▶ **PROBLEM DETAILS**
Where a line of the data holds the word "info", copy that line.

▶ **Stored items**

=== Section Start ===

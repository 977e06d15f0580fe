//! Redis connection management

mod config;
mod connector;

pub use config::RedisConfig;
pub use connector::{connect, connect_from_config_with_retry, connect_with_retry};

pub use redis::aio::ConnectionManager;
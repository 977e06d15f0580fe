use redis::Client;
use redis::aio::ConnectionManager;
use tracing::info;

use super::RedisConfig;
use crate::common::{DatabaseError, DatabaseResult, RetryConfig, retry_with_backoff};

/// Open a [`ConnectionManager`] and verify it with `PING`.
///
/// The manager reconnects on its own after the initial handshake, so callers
/// clone it freely instead of pooling.
pub async fn connect(url: &str) -> DatabaseResult<ConnectionManager> {
    let client = Client::open(url)?;
    let manager = ConnectionManager::new(client).await?;

    let mut conn = manager.clone();
    let _: String = redis::cmd("PING").query_async(&mut conn).await?;

    info!("Connected to Redis");
    Ok(manager)
}

/// Connect with retries. `None` uses [`RetryConfig::default`].
pub async fn connect_with_retry(
    url: &str,
    retry_config: Option<RetryConfig>,
) -> DatabaseResult<ConnectionManager> {
    let retry_config = retry_config.unwrap_or_default();
    let attempts = retry_config.max_attempts;

    retry_with_backoff(|| connect(url), retry_config)
        .await
        .map_err(|e| DatabaseError::ConnectionFailed {
            attempts,
            message: e.to_string(),
        })
}

pub async fn connect_from_config_with_retry(
    config: RedisConfig,
    retry_config: Option<RetryConfig>,
) -> DatabaseResult<ConnectionManager> {
    connect_with_retry(config.url(), retry_config).await
}

#[cfg(test)]
mod tests {
    use super::*;

    #[tokio::test]
    async fn test_invalid_url_is_rejected_without_network() {
        let err = connect("not-a-redis-url").await.unwrap_err();
        assert!(matches!(err, DatabaseError::Redis(_)));
    }
}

=== Section End ===

▶ **SOLUTION FOR THIS PROBLEM**
use tracing::info;
    info!("Connected to Redis");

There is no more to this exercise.